Genes associated with neuropsychiatric disease increase vulnerability to abnormal deep grey matter development

2018 
Background: Neuropsychiatric disease has polygenic determinants but is often precipitated by environmental pressures, including adverse perinatal events. However, the way in which genetic vulnerability and early-life adversity interact remains obscure. Preterm birth is associated with abnormal brain development and psychiatric disease. We hypothesised that the extreme environmental stress of premature extra-uterine life could contribute to neuroanatomic abnormality in genetically vulnerable individuals. Methods: We combined Magnetic Resonance Imaging (MRI) and genome-wide single nucleotide polymorphism (SNP) data from 194 infants, born before 33 weeks of gestation, to test the prediction that: the characteristic deep grey matter abnormalities seen in preterm infants are associated with polygenic risk for psychiatric illness.
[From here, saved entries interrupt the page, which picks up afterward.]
//! Typed records for the backend's document kinds.
//!
//! Field names follow the backend schema (`name` is the backend-assigned id),
//! so the structs deserialize straight from list and get responses.

use serde::de::DeserializeOwned;
use serde::Serialize;

pub mod booking;
pub mod event;
pub mod preferences;
pub mod venue;

pub use booking::{Booking, BookingStatus, NewBooking};
pub use event::{Event, EventInput, EventStatus};
pub use preferences::{Interface, Preferences, PreferencesPatch, Theme};
pub use venue::{Venue, VenueInput};

/// A document kind managed by the backend's generic CRUD API.
pub trait Document: DeserializeOwned + Serialize + Send + Sync {
    /// Backend doctype name, e.g. `"Custom Event"`.
    const DOCTYPE: &'static str;
    /// Fields requested by list queries.
    const LIST_FIELDS: &'static [&'static str];

    fn id(&self) -> &str;
}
Summary statistics from a meta-analysis of SNP data for five psychiatric disorders were used to compute individual polygenic risk scores (PRS). The variance explained by the PRS in the relative volumes of four deep grey matter structures (caudate nucleus, thalamus, subthalamic nucleus and lentiform nucleus) was estimated using linear regression both for the full, mixed-ancestral, cohort and a subsample of European infants. Results: The PRS was negatively associated with: lentiform volume in the full cohort (β=-0.24, p=8x10 -4 ) and the European subsample (β=-0.24, p=8x10 -3 ); and with subthalamic nuclear volume in the full cohort (β=-0.18, p=0.01) and the European subsample (β=-0.26, p=3x10 -3 ). Conclusions: Genetic variants associated with neuropsychiatric disease increase vulnerability to abnormal deep grey matter development and are associated with neuroanatomic changes in the perinatal period. This suggests a mechanism by which perinatal adversity leads to later neuropsychiatric disease in genetically predisposed individuals.